# Project: Decode Hidden Sums from a Set of Strings
This project gives students practice working with many of the types and topics we've been talking about, namely, [Strings](https://docs.julialang.org/en/v1/manual/strings/#man-strings), [Characters](https://docs.julialang.org/en/v1/manual/strings/#man-characters), [Arrays](https://docs.julialang.org/en/v1/manual/arrays/#man-arrays-1), [Dictionaries](https://docs.julialang.org/en/v1/base/collections/#Base.Dict) and [Loops](https://docs.julialang.org/en/v1/manual/control-flow/#man-loops-1) and developing [functions](https://docs.julialang.org/en/v1/manual/functions/#man-functions). The project is divided into two parts and was inspired by the [2023 Day 1 Advent of Code challenge](https://adventofcode.com/).

* In this project, you will be given a set of strings containing a series of numerical characters, and numbers spelled out as words. Your task is to decode these strings to find the hidden sums they represent.

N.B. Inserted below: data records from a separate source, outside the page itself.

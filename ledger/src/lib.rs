//! Wrapped-native ledger.
//!
//! Converts a native, unit-denominated asset into a fungible token 1:1 and back.
//! The ledger keeps per-holder balances, per-owner/per-spender allowances and the
//! aggregate supply, and guarantees that supply always equals the sum of balances.
//!
//! This crate handles:
//! - The five state transitions (deposit, withdraw, transfer, approve, transfer_from)
//! - The call boundary, including fallback deposits for raw value receipt
//! - Serialized access for concurrent callers
//! - Observer notifications and snapshots

pub mod bank;
pub mod call;
pub mod error;
pub mod event;
pub mod ledger;
pub mod metadata;
pub mod shared;
pub mod snapshot;

pub use bank::{BankError, NativeBank};
pub use call::{Call, Invocation, Outcome};
pub use error::LedgerError;
pub use event::{EventBus, LedgerEvent};
pub use ledger::Ledger;
pub use metadata::TokenMetadata;
pub use shared::SharedLedger;
pub use snapshot::LedgerSnapshot;
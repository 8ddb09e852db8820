//! Persisting the ledger between daemon invocations.
//!
//! The state file holds the ledger snapshot together with an outbox of
//! payouts whose debit is already saved but which may not have reached the
//! payout journal yet. A sibling `.lock` file is held exclusively for as
//! long as a [`FileStateStore`] is alive, so daemon processes sharing a
//! state file run one at a time.

use std::fs::{File, OpenOptions};
use std::io::Write;
use std::path::{Path, PathBuf};

use fs4::fs_std::FileExt;
use serde::{Deserialize, Serialize};
use tempfile::NamedTempFile;
use thiserror::Error;
use tracing::{debug, info};
use weth_ledger::{Ledger, LedgerError, LedgerSnapshot};
use weth_types::{Address, WethAmount};

#[derive(Debug, Error)]
pub enum StateError {
    #[error("state file {}: {source}", path.display())]
    Io {
        path: PathBuf,
        source: std::io::Error,
    },

    #[error("state file {} is unusable: {source}", path.display())]
    Invalid { path: PathBuf, source: LedgerError },

    #[error("state file {} could not be decoded: {reason}", path.display())]
    Format { path: PathBuf, reason: String },
}

/// A native payout whose debit is part of the saved ledger.
#[derive(Clone, Debug, PartialEq, Eq, Serialize, Deserialize)]
pub struct Payout {
    pub id: u64,
    pub to: Address,
    pub amount: WethAmount,
}

/// Payouts waiting to be written to the journal.
///
/// Ids are never reused, so the journal can tell a retried delivery from
/// a new payout.
#[derive(Clone, Debug, Default, PartialEq, Eq, Serialize, Deserialize)]
pub struct Outbox {
    next_id: u64,
    pending: Vec<Payout>,
}

impl Outbox {
    pub fn queue(&mut self, to: Address, amount: WethAmount) {
        self.pending.push(Payout {
            id: self.next_id,
            to,
            amount,
        });
        self.next_id += 1;
    }

    pub fn pending(&self) -> &[Payout] {
        &self.pending
    }

    pub fn is_empty(&self) -> bool {
        self.pending.is_empty()
    }

    pub fn clear(&mut self) {
        self.pending.clear();
    }
}

#[derive(Serialize, Deserialize)]
struct StoredState {
    snapshot: LedgerSnapshot,
    outbox: Outbox,
}

/// Where the daemon keeps its ledger and outbox between runs.
pub trait StateStore {
    /// Load the saved state, or a fresh ledger and empty outbox if nothing was saved.
    fn load(&self) -> Result<(Ledger, Outbox), StateError>;

    /// Replace the saved state. Either the whole new state is visible
    /// afterwards or the previous one is left untouched.
    fn save(&self, snapshot: &LedgerSnapshot, outbox: &Outbox) -> Result<(), StateError>;
}

/// A [`StateStore`] backed by one file, guarded by an exclusive lock.
pub struct FileStateStore {
    path: PathBuf,
    _lock: File,
}

impl FileStateStore {
    /// Open the store at `path`, blocking until no other process holds it.
    pub fn open(path: &Path) -> Result<Self, StateError> {
        let io_err = |source: std::io::Error| StateError::Io {
            path: path.to_path_buf(),
            source,
        };
        if let Some(parent) = parent_dir(path) {
            std::fs::create_dir_all(parent).map_err(io_err)?;
        }

        let lock = OpenOptions::new()
            .create(true)
            .read(true)
            .write(true)
            .truncate(false)
            .open(lock_path(path))
            .map_err(io_err)?;
        FileExt::lock_exclusive(&lock).map_err(io_err)?;
        debug!(path = %path.display(), "state lock acquired");

        Ok(Self {
            path: path.to_path_buf(),
            _lock: lock,
        })
    }

    fn io_err(&self, source: std::io::Error) -> StateError {
        StateError::Io {
            path: self.path.clone(),
            source,
        }
    }

    fn format_err(&self, reason: impl ToString) -> StateError {
        StateError::Format {
            path: self.path.clone(),
            reason: reason.to_string(),
        }
    }
}

impl StateStore for FileStateStore {
    fn load(&self) -> Result<(Ledger, Outbox), StateError> {
        let bytes = match std::fs::read(&self.path) {
            Ok(bytes) => bytes,
            Err(e) if e.kind() == std::io::ErrorKind::NotFound => {
                info!(path = %self.path.display(), "no state file, starting with an empty ledger");
                return Ok((Ledger::new(), Outbox::default()));
            }
            Err(source) => return Err(self.io_err(source)),
        };

        let stored: StoredState =
            bincode::deserialize(&bytes).map_err(|e| self.format_err(e))?;
        let accounts = stored.snapshot.account_count();
        let ledger = Ledger::restore(stored.snapshot).map_err(|source| StateError::Invalid {
            path: self.path.clone(),
            source,
        })?;
        debug!(
            path = %self.path.display(),
            accounts,
            pending_payouts = stored.outbox.pending.len(),
            "ledger restored"
        );
        Ok((ledger, stored.outbox))
    }

    fn save(&self, snapshot: &LedgerSnapshot, outbox: &Outbox) -> Result<(), StateError> {
        let stored = StoredState {
            snapshot: snapshot.clone(),
            outbox: outbox.clone(),
        };
        let bytes = bincode::serialize(&stored).map_err(|e| self.format_err(e))?;

        let dir = parent_dir(&self.path).unwrap_or_else(|| Path::new("."));
        let mut tmp = NamedTempFile::new_in(dir).map_err(|e| self.io_err(e))?;
        tmp.write_all(&bytes).map_err(|e| self.io_err(e))?;
        tmp.as_file().sync_all().map_err(|e| self.io_err(e))?;
        tmp.persist(&self.path).map_err(|e| self.io_err(e.error))?;
        debug!(path = %self.path.display(), bytes = bytes.len(), "ledger saved");
        Ok(())
    }
}

fn parent_dir(path: &Path) -> Option<&Path> {
    path.parent().filter(|p| !p.as_os_str().is_empty())
}

fn lock_path(path: &Path) -> PathBuf {
    let mut name = path.as_os_str().to_owned();
    name.push(".lock");
    PathBuf::from(name)
}
//! Ledger errors.

use thiserror::Error;

use crate::bank::BankError;

/// Every way a ledger operation can be rejected.
///
/// A rejected operation never leaves partial state behind and never emits
/// an event.
#[derive(Debug, Error)]
pub enum LedgerError {
    #[error("insufficient balance: need {needed}, available {available}")]
    InsufficientBalance { needed: u128, available: u128 },

    #[error("insufficient allowance: need {needed}, available {available}")]
    InsufficientAllowance { needed: u128, available: u128 },

    #[error("arithmetic overflow in ledger computation")]
    Overflow,

    #[error("operation does not accept native value")]
    NonPayable,

    #[error("native payout failed: {0}")]
    Payout(#[from] BankError),

    #[error("supply {supply} does not match sum of balances {balances}")]
    Conservation { supply: u128, balances: u128 },

    #[error("snapshot hash mismatch")]
    SnapshotTampered,

    #[error("snapshot version {found} is not supported (expected {supported})")]
    UnsupportedSnapshotVersion { found: u32, supported: u32 },

    #[error("serialization error: {0}")]
    Serialization(String),
}
#[cfg(test)]
mod tests {
    use super::*;
    use crate::bank::BankError;
    use std::sync::{Arc, Mutex};

    /// Records releases; fails every release when `fail` is set.
    #[derive(Default)]
    struct RecordingBank {
        released: Mutex<Vec<(Address, WethAmount)>>,
        fail: bool,
    }

    impl NativeBank for RecordingBank {
        fn release(&self, to: &Address, amount: WethAmount) -> Result<(), BankError> {
            if self.fail {
                return Err(BankError::Unavailable("offline".into()));
            }
            self.released.lock().unwrap().push((*to, amount));
            Ok(())
        }
    }

    fn addr(n: u8) -> Address {
        Address::repeat_byte(n)
    }

    fn amt(raw: u128) -> WethAmount {
        WethAmount::new(raw)
    }

    fn recorder(ledger: &mut Ledger) -> Arc<Mutex<Vec<LedgerEvent>>> {
        let events = Arc::new(Mutex::new(Vec::new()));
        let sink = Arc::clone(&events);
        ledger.subscribe(Box::new(move |e| sink.lock().unwrap().push(e.clone())));
        events
    }

    #[test]
    fn fresh_ledger_is_empty() {
        let ledger = Ledger::new();
        assert_eq!(ledger.total_supply(), WethAmount::ZERO);
        assert_eq!(ledger.balance_of(&addr(1)), WethAmount::ZERO);
        assert_eq!(ledger.allowance(&addr(1), &addr(2)), WethAmount::ZERO);
        ledger.check_conservation().unwrap();
    }

    #[test]
    fn deposits_credit_each_account_and_supply() {
        let mut ledger = Ledger::new();
        ledger.deposit(&addr(1), amt(10)).unwrap();
        assert_eq!(ledger.total_supply(), amt(10));
        assert_eq!(ledger.balance_of(&addr(1)), amt(10));

        ledger.deposit(&addr(2), amt(10)).unwrap();
        assert_eq!(ledger.total_supply(), amt(20));
        assert_eq!(ledger.balance_of(&addr(1)), amt(10));
        assert_eq!(ledger.balance_of(&addr(2)), amt(10));
    }

    #[test]
    fn zero_deposit_is_a_noop_that_still_notifies() {
        let mut ledger = Ledger::new();
        let events = recorder(&mut ledger);
        ledger.deposit(&addr(1), WethAmount::ZERO).unwrap();
        assert_eq!(ledger.total_supply(), WethAmount::ZERO);
        assert_eq!(events.lock().unwrap().len(), 1);
    }

    #[test]
    fn deposit_overflow_is_rejected_without_change() {
        let mut ledger = Ledger::new();
        ledger.deposit(&addr(1), WethAmount::MAX).unwrap();
        let err = ledger.deposit(&addr(2), amt(1)).unwrap_err();
        assert!(matches!(err, LedgerError::Overflow));
        assert_eq!(ledger.balance_of(&addr(2)), WethAmount::ZERO);
        assert_eq!(ledger.total_supply(), WethAmount::MAX);
    }

    #[test]
    fn transfer_moves_balance_and_rejects_overdraft() {
        let mut ledger = Ledger::new();
        ledger.deposit(&addr(1), amt(10)).unwrap();
        ledger.transfer(&addr(1), &addr(2), amt(5)).unwrap();
        assert_eq!(ledger.balance_of(&addr(1)), amt(5));
        assert_eq!(ledger.balance_of(&addr(2)), amt(5));

        let err = ledger.transfer(&addr(2), &addr(3), amt(100)).unwrap_err();
        match err {
            LedgerError::InsufficientBalance { needed, available } => {
                assert_eq!(needed, 100);
                assert_eq!(available, 5);
            }
            other => panic!("Expected InsufficientBalance, got {other:?}"),
        }
        assert_eq!(ledger.balance_of(&addr(2)), amt(5));
        assert_eq!(ledger.balance_of(&addr(3)), WethAmount::ZERO);
        ledger.check_conservation().unwrap();
    }

    #[test]
    fn self_transfer_has_no_net_effect_but_is_checked() {
        let mut ledger = Ledger::new();
        ledger.deposit(&addr(1), amt(10)).unwrap();
        ledger.transfer(&addr(1), &addr(1), amt(10)).unwrap();
        assert_eq!(ledger.balance_of(&addr(1)), amt(10));

        let err = ledger.transfer(&addr(1), &addr(1), amt(11)).unwrap_err();
        assert!(matches!(err, LedgerError::InsufficientBalance { .. }));
        assert_eq!(ledger.total_supply(), amt(10));
    }

    #[test]
    fn full_balance_transfer_succeeds_one_more_fails() {
        let mut ledger = Ledger::new();
        ledger.deposit(&addr(1), amt(7)).unwrap();
        assert!(ledger.transfer(&addr(1), &addr(2), amt(8)).is_err());
        ledger.transfer(&addr(1), &addr(2), amt(7)).unwrap();
        assert_eq!(ledger.balance_of(&addr(1)), WethAmount::ZERO);
        assert_eq!(ledger.balance_of(&addr(2)), amt(7));
    }

    #[test]
    fn approve_overwrites() {
        let mut ledger = Ledger::new();
        ledger.approve(&addr(1), &addr(2), amt(5)).unwrap();
        ledger.approve(&addr(1), &addr(2), amt(5)).unwrap();
        assert_eq!(ledger.allowance(&addr(1), &addr(2)), amt(5));

        ledger.approve(&addr(1), &addr(2), amt(3)).unwrap();
        assert_eq!(ledger.allowance(&addr(1), &addr(2)), amt(3));

        ledger.approve(&addr(1), &addr(2), WethAmount::ZERO).unwrap();
        assert_eq!(ledger.allowance(&addr(1), &addr(2)), WethAmount::ZERO);
        // Direction matters.
        assert_eq!(ledger.allowance(&addr(2), &addr(1)), WethAmount::ZERO);
    }

    #[test]
    fn transfer_from_consumes_allowance() {
        let mut ledger = Ledger::new();
        let (a, b, c) = (addr(1), addr(2), addr(3));
        ledger.deposit(&a, amt(10)).unwrap();
        ledger.approve(&a, &b, amt(5)).unwrap();

        ledger.transfer_from(&b, &a, &c, amt(5)).unwrap();
        assert_eq!(ledger.balance_of(&a), amt(5));
        assert_eq!(ledger.balance_of(&c), amt(5));
        assert_eq!(ledger.allowance(&a, &b), WethAmount::ZERO);

        let err = ledger.transfer_from(&b, &a, &c, amt(1)).unwrap_err();
        assert!(matches!(err, LedgerError::InsufficientAllowance { needed: 1, available: 0 }));
    }

    #[test]
    fn transfer_from_checks_balance_before_allowance() {
        let mut ledger = Ledger::new();
        let (a, b, c) = (addr(1), addr(2), addr(3));
        ledger.deposit(&a, amt(3)).unwrap();
        // Both checks fail: balance is reported.
        let err = ledger.transfer_from(&b, &a, &c, amt(5)).unwrap_err();
        assert!(matches!(err, LedgerError::InsufficientBalance { .. }));

        // Balance suffices, allowance does not.
        ledger.approve(&a, &b, amt(2)).unwrap();
        let err = ledger.transfer_from(&b, &a, &c, amt(3)).unwrap_err();
        assert!(matches!(err, LedgerError::InsufficientAllowance { needed: 3, available: 2 }));
        assert_eq!(ledger.balance_of(&a), amt(3));
        assert_eq!(ledger.allowance(&a, &b), amt(2));
    }

    #[test]
    fn transfer_from_with_exact_allowance_boundary() {
        let mut ledger = Ledger::new();
        let (a, b, c) = (addr(1), addr(2), addr(3));
        ledger.deposit(&a, amt(10)).unwrap();
        ledger.approve(&a, &b, amt(4)).unwrap();
        assert!(ledger.transfer_from(&b, &a, &c, amt(5)).is_err());
        ledger.transfer_from(&b, &a, &c, amt(4)).unwrap();
        assert_eq!(ledger.allowance(&a, &b), WethAmount::ZERO);
    }

    #[test]
    fn max_allowance_is_decremented_like_any_other() {
        let mut ledger = Ledger::new();
        let (a, b) = (addr(1), addr(2));
        ledger.deposit(&a, amt(10)).unwrap();
        ledger.approve(&a, &b, WethAmount::MAX).unwrap();
        ledger.transfer_from(&b, &a, &b, amt(10)).unwrap();
        assert_eq!(
            ledger.allowance(&a, &b),
            WethAmount::new(u128::MAX - 10)
        );
    }

    #[test]
    fn owner_needs_allowance_for_own_transfer_from() {
        let mut ledger = Ledger::new();
        let (a, c) = (addr(1), addr(3));
        ledger.deposit(&a, amt(10)).unwrap();
        let err = ledger.transfer_from(&a, &a, &c, amt(1)).unwrap_err();
        assert!(matches!(err, LedgerError::InsufficientAllowance { .. }));
    }

    #[test]
    fn withdraw_releases_native_units() {
        let mut ledger = Ledger::new();
        let bank = RecordingBank::default();
        ledger.deposit(&addr(1), amt(10)).unwrap();
        ledger.withdraw(&bank, &addr(1), amt(5)).unwrap();
        assert_eq!(ledger.balance_of(&addr(1)), amt(5));
        assert_eq!(ledger.total_supply(), amt(5));
        assert_eq!(*bank.released.lock().unwrap(), vec![(addr(1), amt(5))]);
    }

    #[test]
    fn withdraw_full_balance_then_one_more_fails() {
        let mut ledger = Ledger::new();
        let bank = RecordingBank::default();
        ledger.deposit(&addr(1), amt(10)).unwrap();
        ledger.withdraw(&bank, &addr(1), amt(10)).unwrap();
        let err = ledger.withdraw(&bank, &addr(1), amt(1)).unwrap_err();
        assert!(matches!(err, LedgerError::InsufficientBalance { needed: 1, available: 0 }));
        assert_eq!(bank.released.lock().unwrap().len(), 1);
    }

    #[test]
    fn failed_payout_rolls_back_and_stays_silent() {
        let mut ledger = Ledger::new();
        ledger.deposit(&addr(1), amt(10)).unwrap();
        let events = recorder(&mut ledger);
        let bank = RecordingBank {
            fail: true,
            ..Default::default()
        };

        let err = ledger.withdraw(&bank, &addr(1), amt(4)).unwrap_err();
        assert!(matches!(err, LedgerError::Payout(BankError::Unavailable(_))));
        assert_eq!(ledger.balance_of(&addr(1)), amt(10));
        assert_eq!(ledger.total_supply(), amt(10));
        assert!(events.lock().unwrap().is_empty());
    }

    #[test]
    fn events_follow_committed_operations_only() {
        let mut ledger = Ledger::new();
        let events = recorder(&mut ledger);
        let bank = RecordingBank::default();
        let (a, b, c) = (addr(1), addr(2), addr(3));

        ledger.deposit(&a, amt(10)).unwrap();
        ledger.transfer(&a, &b, amt(2)).unwrap();
        ledger.approve(&a, &b, amt(3)).unwrap();
        ledger.transfer_from(&b, &a, &c, amt(3)).unwrap();
        ledger.withdraw(&bank, &a, amt(5)).unwrap();
        assert!(ledger.transfer(&c, &a, amt(99)).is_err());

        let recorded = events.lock().unwrap().clone();
        assert_eq!(
            recorded,
            vec![
                LedgerEvent::Deposit { account: a, amount: amt(10) },
                LedgerEvent::Transfer { from: a, to: b, amount: amt(2) },
                LedgerEvent::Approval { owner: a, spender: b, amount: amt(3) },
                LedgerEvent::Transfer { from: a, to: c, amount: amt(3) },
                LedgerEvent::Withdrawal { account: a, amount: amt(5) },
            ]
        );
    }

    #[test]
    fn deposit_withdraw_round_trip_restores_state() {
        let mut ledger = Ledger::new();
        let bank = RecordingBank::default();
        ledger.deposit(&addr(9), amt(3)).unwrap();
        let before_balance = ledger.balance_of(&addr(1));
        let before_supply = ledger.total_supply();

        ledger.deposit(&addr(1), amt(42)).unwrap();
        ledger.withdraw(&bank, &addr(1), amt(42)).unwrap();

        assert_eq!(ledger.balance_of(&addr(1)), before_balance);
        assert_eq!(ledger.total_supply(), before_supply);
    }

    #[test]
    fn check_conservation_detects_drift() {
        let mut ledger = Ledger::new();
        ledger.deposit(&addr(1), amt(10)).unwrap();
        ledger.total_supply = amt(11);
        let err = ledger.check_conservation().unwrap_err();
        assert!(matches!(err, LedgerError::Conservation { supply: 11, balances: 10 }));
    }
}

The strings will contain characters corresponding to numbers as digits and numbers as words, and your goal is to extract these numbers and compute their sum.

However, before we get started on the project, we'll do some setup, and you'll develop some useful functions. Let's go!!!

___

## Setup, Data, and Prerequisites
First, we set up the computational environment by including the `Include.jl` file and loading any needed resources.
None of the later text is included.